Dataset items

★ ★ ★ ★ ★

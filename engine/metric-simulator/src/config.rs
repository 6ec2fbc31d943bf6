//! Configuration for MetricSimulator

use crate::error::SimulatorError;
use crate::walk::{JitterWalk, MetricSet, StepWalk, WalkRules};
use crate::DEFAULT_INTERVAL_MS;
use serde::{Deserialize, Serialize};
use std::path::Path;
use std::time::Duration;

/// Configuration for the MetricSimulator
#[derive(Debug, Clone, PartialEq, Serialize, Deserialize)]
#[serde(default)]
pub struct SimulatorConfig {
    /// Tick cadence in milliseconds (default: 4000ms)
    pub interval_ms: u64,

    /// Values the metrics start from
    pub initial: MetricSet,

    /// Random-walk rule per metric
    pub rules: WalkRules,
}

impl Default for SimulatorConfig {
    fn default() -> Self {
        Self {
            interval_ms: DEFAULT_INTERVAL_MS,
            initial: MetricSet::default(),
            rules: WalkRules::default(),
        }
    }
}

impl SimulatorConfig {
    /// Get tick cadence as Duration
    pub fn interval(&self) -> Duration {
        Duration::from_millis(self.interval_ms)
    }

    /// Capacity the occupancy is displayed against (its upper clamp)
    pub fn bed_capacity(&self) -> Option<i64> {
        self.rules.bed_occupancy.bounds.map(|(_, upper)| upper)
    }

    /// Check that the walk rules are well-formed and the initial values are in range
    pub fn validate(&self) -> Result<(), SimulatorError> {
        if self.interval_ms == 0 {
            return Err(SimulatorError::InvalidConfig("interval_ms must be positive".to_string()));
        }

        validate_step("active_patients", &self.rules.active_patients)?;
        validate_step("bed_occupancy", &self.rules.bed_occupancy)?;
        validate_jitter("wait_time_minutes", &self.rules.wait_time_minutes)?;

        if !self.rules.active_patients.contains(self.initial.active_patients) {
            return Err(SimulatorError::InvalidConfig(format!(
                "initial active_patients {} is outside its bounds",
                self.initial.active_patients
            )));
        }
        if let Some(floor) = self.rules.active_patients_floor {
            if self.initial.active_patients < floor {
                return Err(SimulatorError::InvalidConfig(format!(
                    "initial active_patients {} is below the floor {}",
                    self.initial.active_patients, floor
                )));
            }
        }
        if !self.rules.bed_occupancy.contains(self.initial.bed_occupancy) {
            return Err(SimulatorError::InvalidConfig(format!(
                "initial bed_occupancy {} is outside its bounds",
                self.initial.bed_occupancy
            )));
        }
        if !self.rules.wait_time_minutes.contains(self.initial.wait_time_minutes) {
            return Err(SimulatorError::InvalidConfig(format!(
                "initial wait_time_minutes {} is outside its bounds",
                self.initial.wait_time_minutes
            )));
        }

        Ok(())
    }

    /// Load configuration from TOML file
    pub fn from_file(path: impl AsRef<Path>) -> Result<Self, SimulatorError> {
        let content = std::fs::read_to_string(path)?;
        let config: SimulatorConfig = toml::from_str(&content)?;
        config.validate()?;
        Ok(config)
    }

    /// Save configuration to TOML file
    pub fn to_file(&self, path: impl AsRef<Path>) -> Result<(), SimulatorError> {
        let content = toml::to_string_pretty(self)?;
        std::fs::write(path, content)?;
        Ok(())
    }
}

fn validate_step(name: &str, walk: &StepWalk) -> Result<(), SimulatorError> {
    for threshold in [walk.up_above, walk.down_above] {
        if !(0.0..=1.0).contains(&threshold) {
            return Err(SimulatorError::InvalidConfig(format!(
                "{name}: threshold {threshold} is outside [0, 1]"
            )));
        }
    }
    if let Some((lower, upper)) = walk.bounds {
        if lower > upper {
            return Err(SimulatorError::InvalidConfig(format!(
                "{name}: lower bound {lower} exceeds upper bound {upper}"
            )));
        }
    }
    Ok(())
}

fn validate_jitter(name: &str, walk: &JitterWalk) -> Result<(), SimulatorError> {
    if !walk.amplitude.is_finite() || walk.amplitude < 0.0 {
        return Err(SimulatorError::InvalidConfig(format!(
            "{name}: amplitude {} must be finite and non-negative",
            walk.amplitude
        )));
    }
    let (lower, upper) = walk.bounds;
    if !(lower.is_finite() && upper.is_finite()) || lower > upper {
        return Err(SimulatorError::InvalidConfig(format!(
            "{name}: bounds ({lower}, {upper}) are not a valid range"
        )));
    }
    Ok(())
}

★ ★ ★ ★ ★

ASSIGNMENT:
Only a number is wanted here: the count of lines in the data that include the word "MetricSet".

SOLVED EXERCISE:
3